Colon tumor tissues induced in the current animal model showed distorted and thick vasculature. Immunofluorescence microscopy analysis revealed that the CD31⁺ endothelial cell area in the tumor tissues was increased compared to the normal colon tissues. A previous study using several experimentally induced or spontaneously occurring tumors showing different angiogenesis capabilities reported that the fluorescence intensity of i.v. administered ICG correlates with microvascular density.27 These results suggested that ICG accumulation in the tumor tissues was likely promoted by increasing tumor vascularity, leading to an increase in the chance for ICG to extravasate from tumor blood vessels.

In the present study, ICG fluorescence was distributed in the stromal tissues around the tumor blood vessels, whereas only weak ICG fluorescence was observed in the normal colon stromal tissues. Therefore, it can be postulated that blood vessel permeability of ICG plays a major role in ICG accumulation in the tumor tissues. It is known that extravasation of i.v. administered agents from blood vessels is promoted by the absence of pericytes.34 However, in the present study, endothelial cells covered with/without α‐smooth muscle actin‐positive pericytes were observed in both normal colon tissues and colon tumor tissues. Therefore, these results suggest a minor role of the lack of pericyte coverage of endothelial cells in ICG‐mediated tumor enhancement in the current model. However, vascular permeability is also known to be promoted by inflammatory mediators, such as COX‐2, iNOS, and HO‐1.33 In our study, strong immunoreactivities of COX‐2, iNOS, and HO‐1 were observed in the AOM/DSS‐induced tumor colon tissues, similar to previous studies.35, 36 Furthermore, we showed that endothelial cell permeability of ICG in vitro was promoted by both PGE₂, a downstream product of COX‐2,33 and H₂O₂, an upstream reactive oxygen species of iNOS.33, 37 Prostaglandin E₂ is known to increase local blood flow, resulting in vascular hyperpermeability.32 In the present study, intradermal injection of PGE₂ induced ICG permeability and accumulation in normal ear tissues, suggesting that enhanced permeability induced by PGE₂ was likely to be one of the mechanisms of tumor accumulation of ICG. Taken together, these results suggest that preferential accumulation of ICG in the tumor tissues can be attributed to the increase of tumor vascular permeability involving inflammatory mediators, such as COX‐2 and iNOS, in conjunction with increasing tumor vasculature. In addition, accumulation capability of agents to the tumor tissues may be affected by impaired lymphatic drainage, which enhances agent retention in the tumor tissues, and enhanced vascular permeability, which promotes agent delivery to the tumor tissues.38 Therefore, future work will be needed to clarify the contribution of the retention effect on ICG‐based tumor imaging.

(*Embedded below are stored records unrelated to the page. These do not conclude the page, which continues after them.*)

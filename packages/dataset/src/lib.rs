#![cfg_attr(feature = "fail-on-warnings", deny(warnings))]
#![warn(clippy::all, clippy::pedantic, clippy::nursery, clippy::cargo)]
#![allow(clippy::multiple_crate_versions)]

//! Embedded reference dataset: Kazakhstan passenger car statistics.
//!
//! Two tables back the dashboards: a 17-region snapshot for the latest
//! survey year and the 2011-2023 national fuel mix series. Both are
//! compiled in; the process never reads them from disk or the network.

mod regions;
mod series;

pub use regions::{SNAPSHOT_YEAR, region_table};
pub use series::{FIRST_YEAR, FleetSummary, LAST_YEAR, filter_years, fleet_summary, national_series};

In the AOM/DSS‐induced tumor tissues in the present study, tumor cells did not take up ICG, whereas ICG was distributed in the stromal tissues around the tumor parenchyma. Furthermore, ICG did not accumulate in the tumor tissues, even in the ICG enema experiment, in contrast to ICG accumulation by ICG enema in AOM‐induced colon tumor tissues using rats in our previous study.25 In our previous study using a mouse xenograft model of human colon cancer cells, we revealed that cellular uptake of ICG is mediated by endocytosis in association with disruption of tight junctions.24 In another study using rats, as mentioned above, we also reported altered expression of occludin, which could lead to disruption of tight junctions and further endocytosis of ICG, in parallel with tumor cellular uptake of ICG.25 However, in the present study, immunolocalization of occludin in the tumor cells was observed at the apical cell border, similar to normal epithelial cells, suggesting the formation of functionally active tight junctions in tumor cells. These data suggest that tumor cells developed in the current model did not have ICG uptake capability because of low endocytic activity in conjunction with the formation of tight junctions.

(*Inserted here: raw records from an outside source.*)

#![cfg_attr(feature = "fail-on-warnings", deny(warnings))]
#![warn(clippy::all, clippy::pedantic, clippy::nursery, clippy::cargo)]
#![allow(clippy::multiple_crate_versions, clippy::cargo_common_metadata)]

//! Actix-Web API server for the fleet map application.
//!
//! Serves the REST API behind the statistics dashboard: the rendered map
//! scene, the regional table, the national yearly series, and the metric
//! and palette options for the sidebar. All statistics are embedded in the
//! binary; only boundary geometry is fetched over HTTP, through the render
//! pipeline's session cache.

mod handlers;

use std::sync::Arc;
use std::time::Duration;

use actix_cors::Cors;
use actix_files::Files;
use actix_web::{App, HttpServer, middleware, web};
use fleet_map_fleet_models::{RegionTable, YearlyRecord};
use fleet_map_geometry::{
    DEFAULT_GEOMETRY_URL, DEFAULT_JOIN_PROPERTY, DEFAULT_TIMEOUT, GeometryCache, GeometrySource,
    GeometrySourceRef,
};
use fleet_map_render::RenderPipeline;

/// Shared application state.
pub struct AppState {
    /// Validated regional snapshot served by every endpoint.
    pub table: Arc<RegionTable>,
    /// National yearly series for the fleet endpoints.
    pub series: Arc<Vec<YearlyRecord>>,
    /// Geometry endpoint the scene handler renders against.
    pub source: GeometrySourceRef,
    /// Render pipeline; owns the metric memo and the geometry cache handle.
    pub pipeline: Arc<RenderPipeline>,
}

/// Starts the fleet map API server.
///
/// Builds the embedded region table and national series, wires the render
/// pipeline to the configured geometry source, and starts the Actix-Web
/// HTTP server. This is a regular async function; the caller provides the
/// async runtime (e.g. via `#[actix_web::main]`).
///
/// # Errors
///
/// Returns an `std::io::Result` error if the HTTP server fails to bind or
/// encounters a runtime error.
///
/// # Panics
///
/// Panics if the geometry HTTP client cannot be constructed.
#[allow(clippy::future_not_send)]
pub async fn run_server() -> std::io::Result<()> {
    pretty_env_logger::init_custom_env("RUST_LOG");

    log::info!("Building embedded dataset...");
    let table = Arc::new(fleet_map_dataset::region_table());
    let series = Arc::new(fleet_map_dataset::national_series());

    let source = geometry_source_from_env();
    log::info!(
        "Geometry source: {} (join property: {})",
        source.url,
        source.join_property
    );

    let cache = Arc::new(GeometryCache::new());
    let fetcher = GeometrySource::with_timeout(geometry_timeout_from_env(), cache)
        .expect("Failed to build geometry HTTP client");

    let state = web::Data::new(AppState {
        table,
        series,
        source,
        pipeline: Arc::new(RenderPipeline::new(Arc::new(fetcher))),
    });

    let bind_addr = std::env::var("BIND_ADDR").unwrap_or_else(|_| "127.0.0.1".to_string());
    let port: u16 = std::env::var("PORT")
        .ok()
        .and_then(|p| p.parse().ok())
        .unwrap_or(8080);

    log::info!("Starting server on {bind_addr}:{port}");

    HttpServer::new(move || {
        let cors = Cors::permissive();

        App::new()
            .wrap(cors)
            .wrap(middleware::Logger::default())
            .app_data(state.clone())
            .service(
                web::scope("/api")
                    .route("/health", web::get().to(handlers::health))
                    .route("/scene", web::get().to(handlers::scene))
                    .route("/regions", web::get().to(handlers::regions))
                    .route("/fleet", web::get().to(handlers::fleet))
                    .route("/fleet/summary", web::get().to(handlers::fleet_summary))
                    .route("/options", web::get().to(handlers::options)),
            )
            // Serve frontend static files (production)
            .service(Files::new("/", "app/dist").index_file("index.html"))
    })
    .bind((bind_addr, port))?
    .run()
    .await
}

/// Geometry endpoint configuration from `GEOMETRY_URL` and
/// `GEOMETRY_JOIN_PROPERTY`, falling back to the bundled defaults.
fn geometry_source_from_env() -> GeometrySourceRef {
    let url = std::env::var("GEOMETRY_URL").unwrap_or_else(|_| DEFAULT_GEOMETRY_URL.to_string());
    let join_property = std::env::var("GEOMETRY_JOIN_PROPERTY")
        .unwrap_or_else(|_| DEFAULT_JOIN_PROPERTY.to_string());
    GeometrySourceRef::new(url, join_property)
}

/// Per-fetch timeout from `GEOMETRY_TIMEOUT_SECS`.
fn geometry_timeout_from_env() -> Duration {
    std::env::var("GEOMETRY_TIMEOUT_SECS")
        .ok()
        .and_then(|v| v.parse().ok())
        .map_or(DEFAULT_TIMEOUT, Duration::from_secs)
}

In conclusion, our data indicated that fluorescence contrast‐enhanced imaging following i.v. administered ICG can be applied to the detection of colon tumors in a mouse colitis‐associated colon cancer model. The tumor tissue preference of ICG in the present model can be attributed to the enhanced vascular leakage of ICG in association with overexpression of inflammatory mediators, such as COX‐2 and iNOS, in conjunction with increased tumor vascularity. Our findings provide the justification for the choice of ICG‐based colon tumor imaging, irrespective of the tumor cell phenotype.

CONFLICT OF INTEREST

N. Onda, S. Yamashita, M. Kojima, and S. Matsumoto are employees of Olympus Corporation. M. Shibutani received a research grant from Olympus Corporation. The other authors have no potential conflict of interest to disclose.

Supporting information

Click here for additional data file.^{(4.1MB, docx)}

ACKNOWLEDGMENTS

The authors thank Shigeko Suzuki (Tokyo University of Agriculture and Technology) for her technical assistance in preparing the histological specimens.

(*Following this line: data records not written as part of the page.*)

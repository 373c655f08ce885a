//! Choropleth scene assembly.

use fleet_map_encoding::continuous_color;
use fleet_map_fleet_models::RegionTable;
use fleet_map_geometry::{BoundRegion, FeatureSet, bind_regions};
use fleet_map_metrics::MetricValues;
use fleet_map_render_models::{
    ChoroplethRegion, ChoroplethScene, DEFAULT_MAP_ZOOM, ScaleLegend, Scene,
};

use crate::{RenderRequest, mean_center};

/// Builds a choropleth over the regions that both bound to a boundary
/// feature and resolved a metric value. `None` when no region qualifies.
pub(crate) fn build(
    features: &FeatureSet,
    table: &RegionTable,
    request: &RenderRequest,
    values: &MetricValues,
) -> Option<Scene> {
    let bound: Vec<(BoundRegion<'_>, f64)> = bind_regions(features, table)
        .into_iter()
        .filter_map(|region| {
            let value = values.get(&region.record.region_id).copied()?;
            Some((region, value))
        })
        .collect();

    if bound.is_empty() {
        log::debug!("No bound region carries a resolved value");
        return None;
    }

    let min = bound.iter().map(|(_, v)| *v).fold(f64::INFINITY, f64::min);
    let max = bound
        .iter()
        .map(|(_, v)| *v)
        .fold(f64::NEG_INFINITY, f64::max);

    let regions = bound
        .iter()
        .map(|(region, value)| ChoroplethRegion {
            region_id: region.record.region_id.clone(),
            name: region.record.display_name.clone(),
            value: *value,
            color: continuous_color(*value, min, max, request.palette).to_hex(),
            geometry: region.feature.geometry.clone(),
        })
        .collect();

    let center = mean_center(bound.iter().map(|(region, _)| region.feature.centroid));

    Some(Scene::Choropleth(ChoroplethScene {
        metric: request.metric.to_string(),
        metric_label: request.metric.label(),
        palette: request.palette.name().to_string(),
        center,
        zoom: DEFAULT_MAP_ZOOM,
        legend: ScaleLegend {
            min,
            max,
            stops: request
                .palette
                .stops()
                .iter()
                .map(|stop| stop.to_hex())
                .collect(),
        },
        regions,
    }))
}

Nagahara R, Onda N, Yamashita S, et al. Fluorescence tumor imaging by i.v. administered indocyanine green in a mouse model of colitis‐associated colon cancer. Cancer Sci. 2018;109:1638–1647. https://doi.org/10.1111/cas.13564

Funding information

This research was supported by Olympus Corporation and by a Research Fund from the Institute of Global Innovation Research, Tokyo University of Agriculture and Technology.

REFERENCES

1. Grivennikov SI. Inflammation and colorectal cancer: colitis‐associated neoplasia. Semin Immunopathol. 2013;35:229‐244. [DOI] [PMC free article] [PubMed] [Google Scholar]
2. Hata K, Kishikawa J, Anzai H, et al. Surveillance colonoscopy for colitis‐associated dysplasia and cancer in ulcerative colitis patients. Dig Endosc. 2016;28:260‐265. [DOI] [PubMed] [Google Scholar]
3. Shukla R, Salem M, Hou JK. Use and barriers to chromoendoscopy for dysplasia surveillance in inflammatory bowel disease. World J Gastrointest Endosc. 2017;9:359‐367. [DOI] [PMC free article] [PubMed] [Google Scholar]
4. Mitsunaga M, Kosaka N, Choyke PL, et al. Fluorescence endoscopic detection of murine colitis‐associated colon cancer by topically applied enzymatically rapid‐activatable probe. Gut. 2013;62:1179‐1186. [DOI] [PMC free article] [PubMed] [Google Scholar]
5. Atreya R, Goetz M. Molecular imaging in gastroenterology. Nat Rev Gastroenterol Hepatol. 2013;10:704‐712. [DOI] [PubMed] [Google Scholar]
6. Nguyen QT, Tsien RY. Fluorescence‐guided surgery with live molecular navigation—a new cutting edge. Nat Rev Cancer. 2013;13:653‐662. [DOI] [PMC free article] [PubMed] [Google Scholar]
7. Lee JH, Wang TD. Molecular endoscopy for targeted imaging in the digestive tract. Lancet Gastroenterol Hepatol. 2016;1:147‐155. [DOI] [PubMed] [Google Scholar]
8. Weissleder R, Pittet MJ. Imaging in the era of molecular oncology. Nature. 2008;452:580‐589. [DOI] [PMC free article] [PubMed] [Google Scholar]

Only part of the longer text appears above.